[Data shown Boundary: Start]
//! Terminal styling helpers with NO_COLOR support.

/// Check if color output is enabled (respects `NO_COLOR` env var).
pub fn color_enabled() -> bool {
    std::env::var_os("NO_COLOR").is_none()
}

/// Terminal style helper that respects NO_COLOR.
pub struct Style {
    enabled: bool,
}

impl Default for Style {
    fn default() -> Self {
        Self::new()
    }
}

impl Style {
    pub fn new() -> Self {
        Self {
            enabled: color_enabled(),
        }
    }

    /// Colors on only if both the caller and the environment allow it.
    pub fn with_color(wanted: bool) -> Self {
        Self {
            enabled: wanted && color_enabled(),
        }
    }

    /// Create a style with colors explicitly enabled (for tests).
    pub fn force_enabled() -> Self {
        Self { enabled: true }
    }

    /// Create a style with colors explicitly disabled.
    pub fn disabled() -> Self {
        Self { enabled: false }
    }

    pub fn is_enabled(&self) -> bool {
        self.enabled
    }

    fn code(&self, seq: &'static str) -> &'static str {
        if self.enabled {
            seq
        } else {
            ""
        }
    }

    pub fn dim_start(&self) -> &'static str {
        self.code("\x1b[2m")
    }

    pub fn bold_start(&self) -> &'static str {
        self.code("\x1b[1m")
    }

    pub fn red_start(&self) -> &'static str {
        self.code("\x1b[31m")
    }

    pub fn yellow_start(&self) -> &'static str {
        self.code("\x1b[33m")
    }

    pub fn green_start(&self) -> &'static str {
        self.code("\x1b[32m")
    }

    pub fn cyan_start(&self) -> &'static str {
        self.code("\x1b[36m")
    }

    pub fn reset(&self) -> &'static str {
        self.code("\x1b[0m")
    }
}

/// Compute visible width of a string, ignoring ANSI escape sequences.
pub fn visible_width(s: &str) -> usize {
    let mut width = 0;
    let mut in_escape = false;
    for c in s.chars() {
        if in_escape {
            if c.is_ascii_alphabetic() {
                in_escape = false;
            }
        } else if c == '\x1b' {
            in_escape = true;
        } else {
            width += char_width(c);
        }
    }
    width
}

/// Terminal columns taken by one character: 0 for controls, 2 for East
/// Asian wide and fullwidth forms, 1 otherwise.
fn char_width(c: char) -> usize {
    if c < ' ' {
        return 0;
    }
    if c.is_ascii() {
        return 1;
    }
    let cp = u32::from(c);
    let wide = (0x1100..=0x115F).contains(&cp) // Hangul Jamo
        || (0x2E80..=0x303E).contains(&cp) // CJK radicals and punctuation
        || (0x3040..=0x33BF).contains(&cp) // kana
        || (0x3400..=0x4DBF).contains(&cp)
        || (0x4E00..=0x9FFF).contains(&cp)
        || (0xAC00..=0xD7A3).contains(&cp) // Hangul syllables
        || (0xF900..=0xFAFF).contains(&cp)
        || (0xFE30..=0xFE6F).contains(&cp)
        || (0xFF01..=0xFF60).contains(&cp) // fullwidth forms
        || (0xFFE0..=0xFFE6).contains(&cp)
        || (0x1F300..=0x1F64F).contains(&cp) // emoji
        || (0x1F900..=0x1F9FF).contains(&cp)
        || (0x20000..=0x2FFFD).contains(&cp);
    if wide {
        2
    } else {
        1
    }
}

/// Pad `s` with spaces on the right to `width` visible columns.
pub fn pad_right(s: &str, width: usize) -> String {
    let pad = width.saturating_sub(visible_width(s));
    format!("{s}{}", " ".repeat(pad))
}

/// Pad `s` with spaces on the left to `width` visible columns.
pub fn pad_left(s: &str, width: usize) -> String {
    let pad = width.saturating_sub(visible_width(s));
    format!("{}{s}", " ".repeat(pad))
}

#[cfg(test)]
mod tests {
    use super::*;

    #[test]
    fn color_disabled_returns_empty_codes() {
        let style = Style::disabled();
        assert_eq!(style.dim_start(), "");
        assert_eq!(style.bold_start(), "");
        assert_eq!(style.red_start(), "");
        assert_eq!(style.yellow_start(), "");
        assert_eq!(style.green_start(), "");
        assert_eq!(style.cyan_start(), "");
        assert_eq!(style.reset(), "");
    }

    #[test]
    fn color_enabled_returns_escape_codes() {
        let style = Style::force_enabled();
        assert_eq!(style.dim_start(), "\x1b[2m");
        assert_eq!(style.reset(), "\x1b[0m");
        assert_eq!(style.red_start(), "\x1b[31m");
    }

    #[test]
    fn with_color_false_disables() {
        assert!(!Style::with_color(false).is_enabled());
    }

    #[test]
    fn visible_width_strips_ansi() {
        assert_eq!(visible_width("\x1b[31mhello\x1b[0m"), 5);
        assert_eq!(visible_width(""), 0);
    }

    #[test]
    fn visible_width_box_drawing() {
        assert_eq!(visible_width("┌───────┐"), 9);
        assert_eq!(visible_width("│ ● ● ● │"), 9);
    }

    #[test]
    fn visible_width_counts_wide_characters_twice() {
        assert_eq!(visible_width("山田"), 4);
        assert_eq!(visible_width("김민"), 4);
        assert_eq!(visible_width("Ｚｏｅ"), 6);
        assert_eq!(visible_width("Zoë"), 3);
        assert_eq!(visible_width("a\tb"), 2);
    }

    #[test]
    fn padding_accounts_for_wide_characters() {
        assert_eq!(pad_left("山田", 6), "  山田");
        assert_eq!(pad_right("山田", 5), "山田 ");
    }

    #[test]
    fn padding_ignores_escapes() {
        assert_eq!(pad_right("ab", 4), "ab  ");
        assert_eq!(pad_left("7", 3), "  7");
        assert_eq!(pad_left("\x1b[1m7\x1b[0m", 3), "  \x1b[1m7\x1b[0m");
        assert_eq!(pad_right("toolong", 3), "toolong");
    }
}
[Data shown Boundary: End]
Try it:
The answer must be a single number: how many lines in the data contain the string "respects"?

Answer below:
2